1- Neuromuscular junctions in the soleus muscle of a rat. Antibodies (to neurofilament, red) were used to visualize axons. Three axons (arrows) approach 3 different muscle fibers where each arborizes into a terminal (arrowheads). A second antibody (to an unknown component located in the muscle fiber underneath the nerve terminal, green) identifies the site of synaptic contact.

2- A living transgenic mouse pup (about 7 days old) expressing GFP. The mouse bears a transgene consisting of the S100 promoter (a promoter that drives expression in the lens of the eye and in derivatives of the neural crest) coupled to GFP. We find that it is easy to identify (genotype) these mice, because the ones bearing the transgene light up under the dissecting microscope.

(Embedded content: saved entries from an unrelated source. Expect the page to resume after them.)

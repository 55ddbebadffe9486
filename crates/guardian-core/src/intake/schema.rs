//! JSON Schema checks for raw form submissions.
//!
//! Forms arriving as JSON or YAML are checked against
//! `schema/road_form.schema.json` or `schema/supply_form.schema.json` before
//! they are deserialized, so structural problems are all reported at once.

use std::sync::OnceLock;

use super::validate::ValidationError;

const ROAD_FORM_SCHEMA_JSON: &str = include_str!("../../../../schema/road_form.schema.json");
const SUPPLY_FORM_SCHEMA_JSON: &str = include_str!("../../../../schema/supply_form.schema.json");

static ROAD_FORM_SCHEMA: OnceLock<Result<jsonschema::Validator, String>> = OnceLock::new();
static SUPPLY_FORM_SCHEMA: OnceLock<Result<jsonschema::Validator, String>> = OnceLock::new();

fn compile(source: &str) -> Result<jsonschema::Validator, String> {
    let schema_value: serde_json::Value = match serde_json::from_str(source) {
        Ok(v) => v,
        Err(e) => return Err(format!("Invalid schema JSON: {}", e)),
    };

    match jsonschema::options().build(&schema_value) {
        Ok(v) => Ok(v),
        Err(e) => Err(format!("Failed to compile schema: {}", e)),
    }
}

fn check(
    cell: &'static OnceLock<Result<jsonschema::Validator, String>>,
    source: &str,
    value: &serde_json::Value,
) -> Result<(), Vec<ValidationError>> {
    let validator = match cell.get_or_init(|| compile(source)) {
        Ok(v) => v,
        Err(e) => return Err(vec![ValidationError::new("$schema", e.clone())]),
    };

    let errors: Vec<ValidationError> = validator
        .iter_errors(value)
        .map(|e| ValidationError::new(field_name(&e.instance_path.to_string()), e.to_string()))
        .collect();

    if errors.is_empty() {
        Ok(())
    } else {
        Err(errors)
    }
}

/// `/expected_sla_days` becomes `expected_sla_days`; the document root is `$`.
fn field_name(pointer: &str) -> String {
    let trimmed = pointer.trim_start_matches('/');
    if trimmed.is_empty() {
        "$".to_string()
    } else {
        trimmed.replace('/', ".")
    }
}

/// Check a raw road form against its schema.
pub fn check_road_form(value: &serde_json::Value) -> Result<(), Vec<ValidationError>> {
    check(&ROAD_FORM_SCHEMA, ROAD_FORM_SCHEMA_JSON, value)
}

/// Check a raw supplier form against its schema.
pub fn check_supply_form(value: &serde_json::Value) -> Result<(), Vec<ValidationError>> {
    check(&SUPPLY_FORM_SCHEMA, SUPPLY_FORM_SCHEMA_JSON, value)
}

3- Vital labeling of the components of a neuromuscular junction in the mouse sternomastoid muscle. This figure illustrates that it is possible not only to identify the Schwann cells, nerve and acetylcholine receptors in a living muscle, but that one can come back 30 days later and identify this same synapse and its components. The top row shows the images obtained one the first view; the bottom row shows the images obtained 30 days later. By using different filters in the fluorescence microscope so we illuminate with and detect different wavelengths of light, we can detect the red acetylcholine receptors (using rhodamine-conjugated bungarotoxin), the green GFP located in the Schwann cells, and the blue CFP located in the axons. The camera we use is black and white (to enhance sensitivity) but we can color these images and superimpose them, as shown on the far right. Note that we know the neuromuscular junction examined in the two views is the same synapse because of the unique “fingerprint” in the acetylcholine receptors created in each muscle fiber by the pattern of branching of the axon.

4- The strategy for conditional gene expression in Schwann cells (based upon work by Bujard and his colleagues). The S100 promoter, which we have previously shown drives expression in Schwann cells and other neural crest derivatives, is used to make a transgene in which this promoter drives expression of a transcription factor, rtTA (for “reverse tetracycline transactivator”). In a transgenic animal bearing such a transgene, this protein rtTA is constitutively produced. The rtTA protein can bind to and activate transcription of a second transgene bearing a TRE, tetracycline response element, but only in the presence of a tetracycline antibiotic, doxycycline. When the animal is given doxycycline, transcription of the gene under the control of TRE is initiated. One can therefore switch on or off the expression of this gene by giving (or withdrawing) doxycycline to the animal. The gene under the control of the TRE in this example is a reporter gene, beta-galactosidase or LacZ, a gene product that can be easily identified by a simple histochemical procedure.

5- Demonstration of the concept of conditional gene expression. A mouse embryo, approximately 3 days prior to birth, was labeled using a histochemical procedure for LacZ, a procedure that causes deposition of a blue-black product where the LacZ is expressed. This animal was given doxycycline (through the diet of its mother). The blue-black stain shows that expression of the reporter occurs in the Schwann cells along the peripheral nerves. Animals not given doxycycline show no such expression.